- _ACTION ITEM_: Produce an exact copy of the first line of the data below and each line after it, please, up to and including the one with "impl<T: ArtworkUploader +".

Stored items
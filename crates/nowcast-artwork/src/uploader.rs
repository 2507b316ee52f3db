//! ArtworkUploader trait and the anonymous catbox.moe transport.

use std::time::Duration;

use parking_lot::Mutex;
use reqwest::blocking::multipart::{Form, Part};

use crate::error::UploadError;

const UPLOAD_TIMEOUT: Duration = Duration::from_secs(10);
/// The response body must name this host to count as an upload URL.
const EXPECTED_HOST: &str = "catbox.moe";
/// Sanity cap on the returned URL length.
const MAX_URL_LEN: usize = 500;

/// Pushes raw image bytes to a public host and returns the URL they
/// are now served under. Enables fake injection for cache tests.
pub trait ArtworkUploader: Send + Sync {
    fn upload(&self, filename: &str, bytes: &[u8]) -> Result<String, UploadError>;
}

impl<T: ArtworkUploader + ?Sized> ArtworkUploader for &T {
    fn upload(&self, filename: &str, bytes: &[u8]) -> Result<String, UploadError> {
        (**self).upload(filename, bytes)
    }
}

/// Anonymous multipart POST against the catbox upload API. The
/// response body is the public URL in plain text.
pub struct CatboxUploader {
    endpoint: String,
    http: Mutex<Option<reqwest::blocking::Client>>,
}

impl CatboxUploader {
    pub fn new(endpoint: impl Into<String>) -> Self {
        Self {
            endpoint: endpoint.into(),
            http: Mutex::new(None),
        }
    }

    fn http(&self) -> Result<reqwest::blocking::Client, UploadError> {
        let mut slot = self.http.lock();
        if let Some(client) = slot.as_ref() {
            return Ok(client.clone());
        }
        let client = reqwest::blocking::Client::builder()
            .timeout(UPLOAD_TIMEOUT)
            .build()?;
        *slot = Some(client.clone());
        Ok(client)
    }
}

impl ArtworkUploader for CatboxUploader {
    fn upload(&self, filename: &str, bytes: &[u8]) -> Result<String, UploadError> {
        let part = Part::bytes(bytes.to_vec())
            .file_name(filename.to_string())
            .mime_str("image/jpeg")?;
        let form = Form::new()
            .text("reqtype", "fileupload")
            .part("fileToUpload", part);

        let resp = self.http()?.post(&self.endpoint).multipart(form).send()?;
        if !resp.status().is_success() {
            return Err(UploadError::Status(resp.status().as_u16()));
        }

        let url = resp.text()?.trim().to_string();
        if url.is_empty()
            || !url.starts_with("http")
            || !url.contains(EXPECTED_HOST)
            || url.len() >= MAX_URL_LEN
        {
            return Err(UploadError::BadResponse(url));
        }
        Ok(url)
    }
}
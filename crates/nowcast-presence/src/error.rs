//! Presence session error type.

use thiserror::Error;

#[derive(Error, Debug)]
pub enum PresenceError {
    #[error("presence session is not connected")]
    NotConnected,

    #[error("no presence IPC socket found")]
    SocketNotFound,

    #[error("handshake rejected: {0}")]
    Handshake(String),

    #[error("rpc error {code}: {message}")]
    Rpc { code: i64, message: String },

    #[error("protocol violation: {0}")]
    Protocol(String),

    #[error("io error: {0}")]
    Io(#[from] std::io::Error),

    #[error("json error: {0}")]
    Json(#[from] serde_json::Error),
}

impl PresenceError {
    /// Faults that leave the underlying transport in an unknown state.
    /// The session drops its socket when one of these surfaces so
    /// `is_connected` reflects reality.
    pub fn is_transport_fault(&self) -> bool {
        matches!(
            self,
            PresenceError::Io(_) | PresenceError::Json(_) | PresenceError::Protocol(_)
        )
    }
}
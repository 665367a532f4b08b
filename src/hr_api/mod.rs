mod client;
pub mod types;

pub use client::HrApiClient;
pub use types::{Collaborator, CollaboratorStatus, Company, PayslipRecord};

- _RESPONSE AREA_:
filename crates/nowcast-artwork/src/uploader.rs
repository 2507b316ee52f3db
//! ArtworkUploader trait and the anonymous catbox.moe transport.

use std::time::Duration;

use parking_lot::Mutex;
use reqwest::blocking::multipart::{Form, Part};

use crate::error::UploadError;

const UPLOAD_TIMEOUT: Duration = Duration::from_secs(10);
/// The response body must name this host to count as an upload URL.
const EXPECTED_HOST: &str = "catbox.moe";
/// Sanity cap on the returned URL length.
const MAX_URL_LEN: usize = 500;

/// Pushes raw image bytes to a public host and returns the URL they
/// are now served under. Enables fake injection for cache tests.
pub trait ArtworkUploader: Send + Sync {
    fn upload(&self, filename: &str, bytes: &[u8]) -> Result<String, UploadError>;
}

impl<T: ArtworkUploader + ?Sized> ArtworkUploader for &T {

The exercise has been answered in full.